In particular, he said that most cloud providers will not allow customers to inspect their infrastructure or make certain changes, especially in a public cloud environment, where services are shared. The shared nature of public cloud services also means that the audit trail does not go all the way back to the hypervisor, since this would implicate other customers' information.
Nevertheless, Ross did say that it is possible to work with a qualified security assessor to move systems securely to the cloud. The easiest way is to get the cloud provider or a third party to do the entirety of the compliance work, but he stressed that everything still needs to be monitored, and that this would be the most expensive option.
Recognising that most companies would want to know what their other options are, however, Ross ran through several cloud providers that could be used in one way or another while still achieving compliance.
He pointed out that services like Box and Dropbox and Amazon Cloud Drive are not suitable or designed for PCI compliance, noting that these services tend to state that they are not responsible for loss.
Dropbox and Amazon Cloud Drive, in particular, are not suitable, even though data itself is being stored on Amazon S3, which is suitable for PCI-compliance purposes.
Ross said that virtually no Google products are suitable either, including Drive, which he said is often a source of leaked information, due to the poor practice of storing card numbers in spreadsheets and then having these automatically synced to Drive. The only exception is Google Checkout Merchant, which, Ross said, if implemented correctly, would not harm an organisation's PCI compliance.
Microsoft also has certain issues, with the company stating that its Azure Cloud platform undergoes annual PCI DSS audits — but never explicitly stating that its systems are actually compliant. Ross recommends watching and waiting to see whether the company achieves compliance.
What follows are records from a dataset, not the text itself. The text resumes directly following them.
// src/utils/ownership.rs

use crate::{error::AppError, models::id::ObjectId};

#[derive(Debug, Clone, Copy, PartialEq, Eq)]
pub enum Decision {
    Allow,
    Deny,
}

/// Only the recorded owner may act on a resource.
pub fn authorize(owner: &ObjectId, principal: &ObjectId) -> Decision {
    if owner == principal {
        Decision::Allow
    } else {
        Decision::Deny
    }
}

/// Call after the existence check and before any write.
pub fn ensure_owner(owner: &ObjectId, principal: &ObjectId, action: &str) -> Result<(), AppError> {
    match authorize(owner, principal) {
        Decision::Allow => Ok(()),
        Decision::Deny => {
            tracing::warn!(%owner, %principal, action, "ownership check denied");
            Err(AppError::Forbidden(format!("You are not authorized to {}", action)))
        }
    }
}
Rackspace's mainstream cloud offerings are mostly not compliant, Ross said, but, if organisations choose to use the company's dedicated machines, it would be possible to set up PCI-compliant architecture. He also pointed out that Rackspace has a DSS guide.
Amazon's offerings, aside from Cloud Drive, are essentially completely compliant, Ross said. However, he offered a warning that when a cloud provider states they are complaint, this does not mean that those using their services are automatically made compliant, as well.
"It just stops you from being uncompliant," he said. This compliance is for the services and/or infrastructure that the provider delivers, and that other PCI requirements, such as penetration testing, still need to be conducted.